# Task prompt:
If a line of the data contains the word "ShopResult", it is counted; report how many such lines there are and nothing else.

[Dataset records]
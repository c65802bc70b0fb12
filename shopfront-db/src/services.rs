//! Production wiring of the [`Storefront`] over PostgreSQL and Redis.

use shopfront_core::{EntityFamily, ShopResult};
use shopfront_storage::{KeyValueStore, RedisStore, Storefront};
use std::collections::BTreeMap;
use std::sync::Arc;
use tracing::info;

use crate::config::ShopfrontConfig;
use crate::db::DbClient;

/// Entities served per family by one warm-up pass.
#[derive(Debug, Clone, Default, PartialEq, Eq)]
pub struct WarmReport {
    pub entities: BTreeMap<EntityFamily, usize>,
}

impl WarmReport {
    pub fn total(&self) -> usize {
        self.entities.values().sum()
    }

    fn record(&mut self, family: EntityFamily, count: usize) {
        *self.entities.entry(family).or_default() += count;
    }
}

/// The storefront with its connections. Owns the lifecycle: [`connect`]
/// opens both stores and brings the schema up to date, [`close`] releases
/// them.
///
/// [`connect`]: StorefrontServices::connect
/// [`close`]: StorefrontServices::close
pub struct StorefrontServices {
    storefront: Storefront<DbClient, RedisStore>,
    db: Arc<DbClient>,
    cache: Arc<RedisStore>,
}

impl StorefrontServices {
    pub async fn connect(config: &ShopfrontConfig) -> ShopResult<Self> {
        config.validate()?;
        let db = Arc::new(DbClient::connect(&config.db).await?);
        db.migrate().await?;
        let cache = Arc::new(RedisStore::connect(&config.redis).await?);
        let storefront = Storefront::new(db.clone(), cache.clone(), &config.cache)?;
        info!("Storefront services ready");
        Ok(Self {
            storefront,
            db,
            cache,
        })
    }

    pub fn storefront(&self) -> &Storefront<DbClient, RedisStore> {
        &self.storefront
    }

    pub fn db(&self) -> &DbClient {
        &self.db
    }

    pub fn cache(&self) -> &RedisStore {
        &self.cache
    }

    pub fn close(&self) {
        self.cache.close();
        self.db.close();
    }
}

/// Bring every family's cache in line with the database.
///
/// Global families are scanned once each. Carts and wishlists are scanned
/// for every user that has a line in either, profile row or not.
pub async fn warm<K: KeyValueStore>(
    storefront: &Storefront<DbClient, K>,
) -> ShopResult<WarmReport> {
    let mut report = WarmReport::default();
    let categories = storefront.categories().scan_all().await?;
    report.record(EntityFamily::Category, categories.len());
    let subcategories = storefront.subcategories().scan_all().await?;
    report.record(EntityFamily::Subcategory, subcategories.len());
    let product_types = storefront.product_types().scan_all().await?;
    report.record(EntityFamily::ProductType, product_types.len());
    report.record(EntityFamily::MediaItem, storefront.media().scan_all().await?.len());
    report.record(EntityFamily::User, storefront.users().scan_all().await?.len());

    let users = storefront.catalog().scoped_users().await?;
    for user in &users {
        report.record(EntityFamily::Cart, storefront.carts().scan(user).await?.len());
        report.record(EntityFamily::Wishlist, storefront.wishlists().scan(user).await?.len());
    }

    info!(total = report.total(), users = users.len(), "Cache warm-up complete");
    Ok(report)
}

# Result for this exercise:
3